[Material supplied]
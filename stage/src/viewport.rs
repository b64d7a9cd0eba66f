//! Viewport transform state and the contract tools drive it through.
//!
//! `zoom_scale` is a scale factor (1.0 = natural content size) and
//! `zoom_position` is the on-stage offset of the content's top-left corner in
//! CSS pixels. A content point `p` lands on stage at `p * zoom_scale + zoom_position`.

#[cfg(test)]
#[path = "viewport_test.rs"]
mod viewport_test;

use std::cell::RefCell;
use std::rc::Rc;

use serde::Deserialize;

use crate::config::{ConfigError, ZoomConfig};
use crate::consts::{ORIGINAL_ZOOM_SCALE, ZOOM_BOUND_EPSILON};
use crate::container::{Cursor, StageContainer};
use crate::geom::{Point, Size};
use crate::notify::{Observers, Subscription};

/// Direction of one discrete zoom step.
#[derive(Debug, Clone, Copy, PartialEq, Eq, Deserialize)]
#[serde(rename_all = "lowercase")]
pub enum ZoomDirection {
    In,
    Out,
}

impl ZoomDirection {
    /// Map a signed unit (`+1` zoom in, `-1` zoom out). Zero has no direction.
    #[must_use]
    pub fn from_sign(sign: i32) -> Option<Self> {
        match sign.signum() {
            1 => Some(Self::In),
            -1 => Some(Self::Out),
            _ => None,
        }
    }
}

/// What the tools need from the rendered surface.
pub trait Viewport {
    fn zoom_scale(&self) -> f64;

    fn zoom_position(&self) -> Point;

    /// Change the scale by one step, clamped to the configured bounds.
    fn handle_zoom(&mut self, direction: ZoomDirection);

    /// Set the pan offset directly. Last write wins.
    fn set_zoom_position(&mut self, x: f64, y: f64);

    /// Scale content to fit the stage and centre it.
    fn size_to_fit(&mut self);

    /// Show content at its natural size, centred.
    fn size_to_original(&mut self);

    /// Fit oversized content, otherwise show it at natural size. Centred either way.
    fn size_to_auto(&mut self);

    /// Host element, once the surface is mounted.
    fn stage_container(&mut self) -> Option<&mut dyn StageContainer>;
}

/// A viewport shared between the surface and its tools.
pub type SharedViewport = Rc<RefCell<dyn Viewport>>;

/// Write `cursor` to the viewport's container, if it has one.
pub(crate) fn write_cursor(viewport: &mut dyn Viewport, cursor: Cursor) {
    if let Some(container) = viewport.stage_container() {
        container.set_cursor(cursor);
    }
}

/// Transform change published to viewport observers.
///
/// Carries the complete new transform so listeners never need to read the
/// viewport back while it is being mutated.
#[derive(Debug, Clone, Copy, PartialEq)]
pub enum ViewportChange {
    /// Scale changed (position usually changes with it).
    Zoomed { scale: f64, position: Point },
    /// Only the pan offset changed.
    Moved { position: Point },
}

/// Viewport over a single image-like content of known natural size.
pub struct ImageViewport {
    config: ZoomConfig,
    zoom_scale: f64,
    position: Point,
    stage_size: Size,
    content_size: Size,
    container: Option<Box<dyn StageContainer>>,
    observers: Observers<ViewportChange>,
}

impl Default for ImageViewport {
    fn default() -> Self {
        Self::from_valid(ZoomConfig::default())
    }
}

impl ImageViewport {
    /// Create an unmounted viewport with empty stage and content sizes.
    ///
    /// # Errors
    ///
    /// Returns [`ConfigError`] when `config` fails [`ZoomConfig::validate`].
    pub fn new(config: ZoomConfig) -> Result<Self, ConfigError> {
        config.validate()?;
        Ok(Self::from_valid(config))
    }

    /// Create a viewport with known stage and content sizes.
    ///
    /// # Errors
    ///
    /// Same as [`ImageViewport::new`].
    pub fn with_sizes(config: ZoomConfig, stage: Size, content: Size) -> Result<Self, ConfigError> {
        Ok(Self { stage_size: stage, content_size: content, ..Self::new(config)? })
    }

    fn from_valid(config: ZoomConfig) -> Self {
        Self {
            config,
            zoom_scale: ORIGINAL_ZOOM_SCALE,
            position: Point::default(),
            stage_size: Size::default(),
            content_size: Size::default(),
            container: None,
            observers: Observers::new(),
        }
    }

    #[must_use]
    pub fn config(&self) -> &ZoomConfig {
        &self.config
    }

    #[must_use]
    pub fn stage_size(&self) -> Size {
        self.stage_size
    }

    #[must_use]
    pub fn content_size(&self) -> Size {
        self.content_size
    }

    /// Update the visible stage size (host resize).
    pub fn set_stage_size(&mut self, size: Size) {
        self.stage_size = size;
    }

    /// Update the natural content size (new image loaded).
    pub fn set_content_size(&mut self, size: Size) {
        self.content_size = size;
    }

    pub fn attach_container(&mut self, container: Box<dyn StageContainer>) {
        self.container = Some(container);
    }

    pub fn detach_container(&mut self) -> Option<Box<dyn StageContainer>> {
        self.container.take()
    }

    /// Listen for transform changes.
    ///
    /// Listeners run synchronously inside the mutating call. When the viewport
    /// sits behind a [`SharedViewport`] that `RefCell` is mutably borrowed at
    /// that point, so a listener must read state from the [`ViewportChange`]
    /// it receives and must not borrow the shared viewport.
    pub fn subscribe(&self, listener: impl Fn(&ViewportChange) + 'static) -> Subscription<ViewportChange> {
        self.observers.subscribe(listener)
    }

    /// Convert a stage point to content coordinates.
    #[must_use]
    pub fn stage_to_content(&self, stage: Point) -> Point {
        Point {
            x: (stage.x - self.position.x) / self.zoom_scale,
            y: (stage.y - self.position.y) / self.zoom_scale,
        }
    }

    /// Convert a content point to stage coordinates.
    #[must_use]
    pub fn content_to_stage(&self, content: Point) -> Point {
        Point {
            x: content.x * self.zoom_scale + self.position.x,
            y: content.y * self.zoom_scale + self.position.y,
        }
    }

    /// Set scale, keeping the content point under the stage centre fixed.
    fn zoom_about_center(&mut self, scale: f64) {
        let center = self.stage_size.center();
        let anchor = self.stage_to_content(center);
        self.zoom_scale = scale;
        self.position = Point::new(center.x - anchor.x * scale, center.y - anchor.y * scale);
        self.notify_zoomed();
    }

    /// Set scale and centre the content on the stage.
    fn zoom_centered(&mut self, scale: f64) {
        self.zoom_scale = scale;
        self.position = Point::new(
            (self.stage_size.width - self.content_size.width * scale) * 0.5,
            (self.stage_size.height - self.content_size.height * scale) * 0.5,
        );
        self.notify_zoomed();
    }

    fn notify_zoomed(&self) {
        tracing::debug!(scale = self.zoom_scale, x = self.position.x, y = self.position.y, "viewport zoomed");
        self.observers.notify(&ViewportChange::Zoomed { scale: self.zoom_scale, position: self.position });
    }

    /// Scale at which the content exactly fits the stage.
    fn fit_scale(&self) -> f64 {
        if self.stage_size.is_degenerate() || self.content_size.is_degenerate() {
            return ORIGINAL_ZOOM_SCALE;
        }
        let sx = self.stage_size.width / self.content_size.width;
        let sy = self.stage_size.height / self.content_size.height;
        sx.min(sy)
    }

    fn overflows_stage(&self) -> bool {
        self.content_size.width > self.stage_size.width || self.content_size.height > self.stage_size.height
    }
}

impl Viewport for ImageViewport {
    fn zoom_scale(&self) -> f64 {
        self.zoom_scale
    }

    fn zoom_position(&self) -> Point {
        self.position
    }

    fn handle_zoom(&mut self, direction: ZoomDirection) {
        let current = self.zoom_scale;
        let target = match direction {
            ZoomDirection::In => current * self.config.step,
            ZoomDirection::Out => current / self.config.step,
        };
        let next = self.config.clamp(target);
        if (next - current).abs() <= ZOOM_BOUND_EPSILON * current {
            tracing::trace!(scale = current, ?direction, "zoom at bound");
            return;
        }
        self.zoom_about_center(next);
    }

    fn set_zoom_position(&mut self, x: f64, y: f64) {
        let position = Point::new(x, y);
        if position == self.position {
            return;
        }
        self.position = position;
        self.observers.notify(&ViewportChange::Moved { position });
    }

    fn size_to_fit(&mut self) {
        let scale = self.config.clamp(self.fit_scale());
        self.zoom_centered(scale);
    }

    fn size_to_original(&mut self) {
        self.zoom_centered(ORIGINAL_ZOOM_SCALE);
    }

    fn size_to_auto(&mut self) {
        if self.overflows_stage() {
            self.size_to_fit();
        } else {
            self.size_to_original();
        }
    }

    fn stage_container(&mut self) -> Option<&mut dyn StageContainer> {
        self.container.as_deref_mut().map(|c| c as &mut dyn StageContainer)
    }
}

[Your objective] There is a run of lines above from the one with "if self.stage_size.is_degenerate() ||" to the one with "if (next - current).abs()"; print exactly that run, both ends included, and nothing else.

[Result of this exercise]
        if self.stage_size.is_degenerate() || self.content_size.is_degenerate() {
            return ORIGINAL_ZOOM_SCALE;
        }
        let sx = self.stage_size.width / self.content_size.width;
        let sy = self.stage_size.height / self.content_size.height;
        sx.min(sy)
    }

    fn overflows_stage(&self) -> bool {
        self.content_size.width > self.stage_size.width || self.content_size.height > self.stage_size.height
    }
}

impl Viewport for ImageViewport {
    fn zoom_scale(&self) -> f64 {
        self.zoom_scale
    }

    fn zoom_position(&self) -> Point {
        self.position
    }

    fn handle_zoom(&mut self, direction: ZoomDirection) {
        let current = self.zoom_scale;
        let target = match direction {
            ZoomDirection::In => current * self.config.step,
            ZoomDirection::Out => current / self.config.step,
        };
        let next = self.config.clamp(target);
        if (next - current).abs() <= ZOOM_BOUND_EPSILON * current {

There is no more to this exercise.